--- RECORDS FOR THE EXERCISE ---

//! [`Http`] remote against a mock of the remote service.

use std::sync::{Arc, Mutex};

use axum::{
    extract::{Path, State},
    http::StatusCode,
    routing::{delete, get, post, put},
    Json, Router,
};
use serde_json::{json, Value};
use service::{
    command::{DeleteResidence, RestoreResidence, SaveResidence},
    domain::{
        residence::{Id, Image, Price, Status},
        Draft, EditMode,
    },
    infra::Http,
    query::{ResidenceById, Residences},
    Command as _, Config,
};
use tokio::net::TcpListener;

/// Requests bodies received by the mock.
type Received = Arc<Mutex<Vec<Value>>>;

fn record(id: u64, name: &str, status: u8) -> Value {
    json!({
        "residenceId": id,
        "residenceNom": name,
        "residenceDescription": "Villa",
        "residencePrixDeBase": 15000,
        "residenceAdresse": "1 place du Port",
        "residenceImages": ["a.jpg"],
        "status": status,
    })
}

async fn fetch_all() -> Json<Value> {
    Json(json!({ "data": [record(1, "Alpha", 1), record(2, "Beta", 1)] }))
}

async fn fetch_by_id(Path(id): Path<u64>) -> Result<Json<Value>, StatusCode> {
    if id == 404 {
        return Err(StatusCode::NOT_FOUND);
    }
    Ok(Json(json!({ "data": [record(id, "Alpha", 1)] })))
}

async fn create(
    State(received): State<Received>,
    Json(body): Json<Value>,
) -> Json<Value> {
    received.lock().unwrap().push(body.clone());
    let name = body["residenceNom"].as_str().unwrap_or_default().to_owned();
    Json(json!({ "data": record(3, &name, 1) }))
}

async fn update(
    State(received): State<Received>,
    Json(body): Json<Value>,
) -> Json<Value> {
    received.lock().unwrap().push(body.clone());
    let id = body["residenceId"].as_u64().unwrap_or_default();
    let name = body["residenceNom"].as_str().unwrap_or_default().to_owned();
    // Bare record, without `data` wrapping.
    Json(record(id, &name, 1))
}

async fn remove(Path(id): Path<u64>) -> StatusCode {
    if id == 500 {
        StatusCode::INTERNAL_SERVER_ERROR
    } else {
        StatusCode::NO_CONTENT
    }
}

async fn activate(Path(id): Path<u64>) -> Json<Value> {
    Json(json!({ "data": record(id, "Alpha", 1) }))
}

async fn spawn_server() -> (String, Received) {
    std::env::set_var("NO_PROXY", "127.0.0.1,localhost");
    let listener = TcpListener::bind("127.0.0.1:0").await.unwrap();
    let addr = listener.local_addr().unwrap();
    let received = Received::default();
    let app = Router::new()
        .route("/api/residence/fetchAll", get(fetch_all))
        .route("/api/residence/fetchById/:id", get(fetch_by_id))
        .route("/api/residence/create", post(create))
        .route("/api/residence/update", put(update))
        .route("/api/residence/delete/:id", delete(remove))
        .route("/api/residence/activate/:id", put(activate))
        .with_state(Arc::clone(&received));
    drop(tokio::spawn(async move {
        _ = axum::serve(listener, app).await;
    }));
    (format!("http://{addr}"), received)
}

async fn service() -> (service::Service<Http>, Received) {
    let (url, received) = spawn_server().await;
    let http = Http::new(&url).unwrap();
    (service::Service::new(Config::default(), http), received)
}

#[tokio::test]
async fn fetches_wrapped_collection() {
    let (svc, _) = service().await;

    let all = svc.execute(Residences).await.unwrap();

    assert_eq!(all.len(), 2);
    assert_eq!(all[1].name, "Beta");
    assert_eq!(svc.store().residences().len(), 2);
}

#[tokio::test]
async fn fetches_single_record_out_of_list() {
    let (svc, _) = service().await;

    let found = svc.execute(ResidenceById(Id::from(7))).await.unwrap();

    assert_eq!(found.id, Id::from(7));
    assert_eq!(svc.store().current(), Some(found));
}

#[tokio::test]
async fn reports_error_status() {
    let (svc, _) = service().await;

    let err = svc.execute(ResidenceById(Id::from(404))).await.unwrap_err();

    assert!(err.to_string().contains("404"), "{err}");
    assert!(svc.store().error().is_some_and(|e| e.contains("404")));
}

#[tokio::test]
async fn creates_with_draft_body() {
    let (svc, received) = service().await;
    let draft = Draft {
        name: Some("Gamma".into()),
        description: Some("Villa".into()),
        base_price: Some(Price::from(20_000)),
        address: Some("2 rue Haute".into()),
        images: Some(vec![Image::inline("image/png", "AA==")]),
        ..Draft::default()
    };

    let created = svc
        .execute(SaveResidence {
            draft,
            mode: EditMode::Create,
        })
        .await
        .unwrap();

    assert_eq!(created.id, Id::from(3));
    assert_eq!(created.name, "Gamma");
    let body = received.lock().unwrap()[0].clone();
    assert_eq!(body["residenceImages"], json!(["data:image/png;base64,AA=="]));
    assert!(body.get("residenceId").is_none());
}

#[tokio::test]
async fn updates_with_id_and_bare_response() {
    let (svc, received) = service().await;
    _ = svc.execute(Residences).await.unwrap();
    let mut draft = Draft::from(&svc.store().residences()[0]);
    draft.name = Some("Alpha bis".into());

    let updated = svc
        .execute(SaveResidence {
            draft,
            mode: EditMode::Update(Id::from(1)),
        })
        .await
        .unwrap();

    assert_eq!(updated.name, "Alpha bis");
    assert_eq!(received.lock().unwrap()[0]["residenceId"], json!(1));
    assert_eq!(svc.store().residences()[0].name, "Alpha bis");
}

#[tokio::test]
async fn deletes_and_restores() {
    let (svc, _) = service().await;
    _ = svc.execute(Residences).await.unwrap();

    svc.execute(DeleteResidence { id: Id::from(1) }).await.unwrap();
    assert_eq!(svc.store().residences().len(), 1);

    let restored =
        svc.execute(RestoreResidence { id: Id::from(1) }).await.unwrap();
    assert_eq!(restored.status, Status::Active);

    assert!(svc.execute(DeleteResidence { id: Id::from(500) }).await.is_err());
    assert!(!svc.store().flags().is_deleting);
}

---

TASK TO CARRY OUT ▸
Search the records for the word "residenceId" and copy every line where it occurs.

RESULT ▸
        "residenceId": id,
    let id = body["residenceId"].as_u64().unwrap_or_default();
    assert!(body.get("residenceId").is_none());
    assert_eq!(received.lock().unwrap()[0]["residenceId"], json!(1));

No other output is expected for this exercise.